--- Data for processing Enclosed Below ---

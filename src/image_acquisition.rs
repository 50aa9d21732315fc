// src/image_acquisition.rs
//! Photo acquisition from an inline base64 payload or a remote URL.

use async_recursion::async_recursion;
use base64::engine::general_purpose::{STANDARD, STANDARD_NO_PAD, URL_SAFE, URL_SAFE_NO_PAD};
use base64::Engine;
use once_cell::sync::Lazy;
use regex::Regex;
use reqwest::header::{ACCEPT, LOCATION};
use reqwest::{StatusCode, Url};
use serde::{Deserialize, Serialize};
use std::time::Duration;

use crate::app_log;
use crate::error::ImageError;
use crate::image_validator::ImageValidator;

const DRIVE_DOWNLOAD_PREFIX: &str = "https://drive.google.com/uc?export=download&id=";

static DATA_URI: Lazy<Regex> =
    Lazy::new(|| Regex::new(r"(?is)^data:[^,]*;base64,(.*)$").expect("data uri pattern"));

static DRIVE_FILE_PATH: Lazy<Regex> = Lazy::new(|| {
    Regex::new(r"drive\.google\.com/file/d/([a-zA-Z0-9_-]+)").expect("drive file pattern")
});

static DRIVE_OPEN: Lazy<Regex> = Lazy::new(|| {
    Regex::new(r"drive\.google\.com/open\?id=([a-zA-Z0-9_-]+)").expect("drive open pattern")
});

static DRIVE_QUERY_ID: Lazy<Regex> = Lazy::new(|| {
    Regex::new(r"^(?:https?://)?(?:drive|docs)\.google\.com/[^#]*[?&]id=([a-zA-Z0-9_-]+)")
        .expect("drive query pattern")
});

/// Decode an inline photo, with or without a `data:<type>;base64,` header.
///
/// Returns `None` for empty input or anything that does not decode.
pub fn decode_inline(value: &str) -> Option<Vec<u8>> {
    let trimmed = value.trim();
    if trimmed.is_empty() {
        return None;
    }

    let payload = DATA_URI
        .captures(trimmed)
        .and_then(|caps| caps.get(1))
        .map_or(trimmed, |m| m.as_str());

    let cleaned: String = payload.chars().filter(|c| !c.is_whitespace()).collect();
    if cleaned.is_empty() {
        return None;
    }

    [STANDARD, STANDARD_NO_PAD, URL_SAFE, URL_SAFE_NO_PAD]
        .iter()
        .find_map(|engine| engine.decode(&cleaned).ok())
        .filter(|bytes| !bytes.is_empty())
}

/// Rewrite a Google Drive share link to its direct-download form.
///
/// Handles `/file/d/<id>`, `/open?id=<id>` and any Drive URL carrying `?id=<id>`.
/// Everything else passes through unchanged.
pub fn normalize_share_url(url: &str) -> String {
    let trimmed = url.trim();

    let id = [&*DRIVE_FILE_PATH, &*DRIVE_OPEN, &*DRIVE_QUERY_ID]
        .iter()
        .find_map(|pattern| pattern.captures(trimmed))
        .and_then(|caps| caps.get(1))
        .map(|m| m.as_str().to_string());

    match id {
        Some(id) => format!("{}{}", DRIVE_DOWNLOAD_PREFIX, id),
        None => trimmed.to_string(),
    }
}

#[derive(Debug, Clone, Serialize, Deserialize)]
#[serde(default)]
pub struct FetchConfig {
    pub max_redirects: usize,
    /// Zero disables the client-side timeout.
    pub timeout_secs: u64,
    pub user_agent: String,
    pub max_bytes: usize,
}

impl Default for FetchConfig {
    fn default() -> Self {
        Self {
            max_redirects: 5,
            timeout_secs: 20,
            user_agent: "Mozilla/5.0 (CV-Generator)".to_string(),
            max_bytes: 10 * 1024 * 1024,
        }
    }
}

/// HTTP(S) downloader that follows a bounded number of redirects itself.
#[derive(Debug, Clone)]
pub struct ImageFetcher {
    client: reqwest::Client,
    max_redirects: usize,
    max_bytes: usize,
}

impl ImageFetcher {
    pub fn new(config: &FetchConfig) -> Result<Self, ImageError> {
        let mut builder = reqwest::Client::builder()
            .redirect(reqwest::redirect::Policy::none())
            .user_agent(config.user_agent.clone());
        if config.timeout_secs > 0 {
            builder = builder.timeout(Duration::from_secs(config.timeout_secs));
        }
        let client = builder
            .build()
            .map_err(|e| ImageError::Client(e.to_string()))?;

        Ok(Self {
            client,
            max_redirects: config.max_redirects,
            max_bytes: config.max_bytes,
        })
    }

    pub fn max_bytes(&self) -> usize {
        self.max_bytes
    }

    /// GET `url`, following redirects, and return the final 200 body.
    pub async fn fetch_bytes(&self, url: &str) -> Result<Vec<u8>, ImageError> {
        self.fetch_following(url.trim().to_string(), self.max_redirects)
            .await
    }

    #[async_recursion]
    async fn fetch_following(&self, url: String, hops_left: usize) -> Result<Vec<u8>, ImageError> {
        let parsed = Url::parse(&url).map_err(|e| ImageError::InvalidUrl {
            url: url.clone(),
            reason: e.to_string(),
        })?;

        if !matches!(parsed.scheme(), "http" | "https") {
            return Err(ImageError::UnsupportedScheme {
                scheme: parsed.scheme().to_string(),
                url,
            });
        }

        let mut response = self
            .client
            .get(parsed.clone())
            .header(ACCEPT, "*/*")
            .send()
            .await
            .map_err(|e| ImageError::Transport {
                url: url.clone(),
                reason: e.to_string(),
            })?;

        let status = response.status();
        if status.is_redirection() {
            if let Some(location) = response
                .headers()
                .get(LOCATION)
                .and_then(|v| v.to_str().ok())
            {
                if hops_left == 0 {
                    return Err(ImageError::TooManyRedirects {
                        url,
                        limit: self.max_redirects,
                    });
                }
                let next = parsed.join(location).map_err(|e| ImageError::InvalidUrl {
                    url: location.to_string(),
                    reason: e.to_string(),
                })?;
                app_log!(debug, "Photo fetch redirected ({}): {} -> {}", status, url, next);
                return self.fetch_following(next.to_string(), hops_left - 1).await;
            }
        }

        if status != StatusCode::OK {
            return Err(ImageError::Download {
                url,
                status: status.as_u16(),
            });
        }

        if let Some(length) = response.content_length() {
            if length > self.max_bytes as u64 {
                return Err(ImageError::Rejected(format!(
                    "{} declares {} bytes, limit is {}",
                    url, length, self.max_bytes
                )));
            }
        }

        let mut body = Vec::new();
        while let Some(chunk) = response.chunk().await.map_err(|e| ImageError::Transport {
            url: url.clone(),
            reason: e.to_string(),
        })? {
            if body.len() + chunk.len() > self.max_bytes {
                return Err(ImageError::Rejected(format!(
                    "{} exceeds the {} byte limit",
                    url, self.max_bytes
                )));
            }
            body.extend_from_slice(&chunk);
        }
        Ok(body)
    }
}

/// Raw photo inputs resolved from the submission.
#[derive(Debug, Clone, Default)]
pub struct PhotoSources {
    pub inline: String,
    pub url: String,
}

impl PhotoSources {
    pub fn is_empty(&self) -> bool {
        self.inline.is_empty() && self.url.is_empty()
    }
}

/// Where the photo came from, or why there is none.
#[derive(Debug, Clone)]
pub enum PhotoOutcome {
    Inline,
    Remote { url: String },
    Absent,
    Failed(ImageError),
}

impl PhotoOutcome {
    pub fn error(&self) -> Option<&ImageError> {
        match self {
            Self::Failed(e) => Some(e),
            _ => None,
        }
    }

    pub fn label(&self) -> &'static str {
        match self {
            Self::Inline => "inline",
            Self::Remote { .. } => "remote",
            Self::Absent => "absent",
            Self::Failed(_) => "failed",
        }
    }
}

/// Inline payload first, remote URL second; failures leave the photo empty.
///
/// An inline payload that decodes but is not a usable image does not block the URL.
pub async fn resolve_photo(
    sources: &PhotoSources,
    fetcher: &ImageFetcher,
) -> (Option<Vec<u8>>, PhotoOutcome) {
    let mut inline_error = None;
    if !sources.inline.is_empty() {
        match decode_inline(&sources.inline) {
            Some(bytes) => match check_image(&bytes, fetcher.max_bytes()) {
                Ok(()) => return (Some(bytes), PhotoOutcome::Inline),
                Err(e) => {
                    app_log!(warn, "Inline photo rejected, trying photo URL: {}", e);
                    inline_error = Some(e);
                }
            },
            None => app_log!(warn, "Inline photo could not be decoded, trying photo URL"),
        }
    }

    let unresolved = |error: Option<ImageError>| -> (Option<Vec<u8>>, PhotoOutcome) {
        (None, error.map_or(PhotoOutcome::Absent, PhotoOutcome::Failed))
    };

    if sources.url.is_empty() {
        return unresolved(inline_error);
    }

    if sources.url.trim_start().starts_with("data:") {
        return match decode_inline(&sources.url) {
            Some(bytes) => accept(bytes, PhotoOutcome::Inline, fetcher.max_bytes()),
            None => unresolved(inline_error),
        };
    }

    let url = normalize_share_url(&sources.url);
    match fetcher.fetch_bytes(&url).await {
        Ok(bytes) if bytes.is_empty() => (
            None,
            PhotoOutcome::Failed(ImageError::Rejected(format!("empty body from {}", url))),
        ),
        Ok(bytes) => accept(bytes, PhotoOutcome::Remote { url }, fetcher.max_bytes()),
        Err(e) => {
            app_log!(warn, "Photo download failed: {}", e);
            (None, PhotoOutcome::Failed(e))
        }
    }
}

fn check_image(bytes: &[u8], max_bytes: usize) -> Result<(), ImageError> {
    ImageValidator::validate(bytes, max_bytes)
        .map(|_| ())
        .map_err(|e| ImageError::Rejected(format!("{} ({})", e.message, e.error_type.code())))
}

fn accept(bytes: Vec<u8>, outcome: PhotoOutcome, max_bytes: usize) -> (Option<Vec<u8>>, PhotoOutcome) {
    match check_image(&bytes, max_bytes) {
        Ok(()) => (Some(bytes), outcome),
        Err(e) => {
            app_log!(warn, "Photo rejected: {}", e);
            (None, PhotoOutcome::Failed(e))
        }
    }
}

--- End of Enclosed Data for processing ---

** Your goal **
Repeat exactly the lines of the material above, taking the first line, the line with "pub fn normalize_share_url(url: &str)", and every line between them.

** Output below **
filename src/image_acquisition.rs
repository 50aa9d21732315fc
// src/image_acquisition.rs
//! Photo acquisition from an inline base64 payload or a remote URL.

use async_recursion::async_recursion;
use base64::engine::general_purpose::{STANDARD, STANDARD_NO_PAD, URL_SAFE, URL_SAFE_NO_PAD};
use base64::Engine;
use once_cell::sync::Lazy;
use regex::Regex;
use reqwest::header::{ACCEPT, LOCATION};
use reqwest::{StatusCode, Url};
use serde::{Deserialize, Serialize};
use std::time::Duration;

use crate::app_log;
use crate::error::ImageError;
use crate::image_validator::ImageValidator;

const DRIVE_DOWNLOAD_PREFIX: &str = "https://drive.google.com/uc?export=download&id=";

static DATA_URI: Lazy<Regex> =
    Lazy::new(|| Regex::new(r"(?is)^data:[^,]*;base64,(.*)$").expect("data uri pattern"));

static DRIVE_FILE_PATH: Lazy<Regex> = Lazy::new(|| {
    Regex::new(r"drive\.google\.com/file/d/([a-zA-Z0-9_-]+)").expect("drive file pattern")
});

static DRIVE_OPEN: Lazy<Regex> = Lazy::new(|| {
    Regex::new(r"drive\.google\.com/open\?id=([a-zA-Z0-9_-]+)").expect("drive open pattern")
});

static DRIVE_QUERY_ID: Lazy<Regex> = Lazy::new(|| {
    Regex::new(r"^(?:https?://)?(?:drive|docs)\.google\.com/[^#]*[?&]id=([a-zA-Z0-9_-]+)")
        .expect("drive query pattern")
});

/// Decode an inline photo, with or without a `data:<type>;base64,` header.
///
/// Returns `None` for empty input or anything that does not decode.
pub fn decode_inline(value: &str) -> Option<Vec<u8>> {
    let trimmed = value.trim();
    if trimmed.is_empty() {
        return None;
    }

    let payload = DATA_URI
        .captures(trimmed)
        .and_then(|caps| caps.get(1))
        .map_or(trimmed, |m| m.as_str());

    let cleaned: String = payload.chars().filter(|c| !c.is_whitespace()).collect();
    if cleaned.is_empty() {
        return None;
    }

    [STANDARD, STANDARD_NO_PAD, URL_SAFE, URL_SAFE_NO_PAD]
        .iter()
        .find_map(|engine| engine.decode(&cleaned).ok())
        .filter(|bytes| !bytes.is_empty())
}

/// Rewrite a Google Drive share link to its direct-download form.
///
/// Handles `/file/d/<id>`, `/open?id=<id>` and any Drive URL carrying `?id=<id>`.
/// Everything else passes through unchanged.
pub fn normalize_share_url(url: &str) -> String {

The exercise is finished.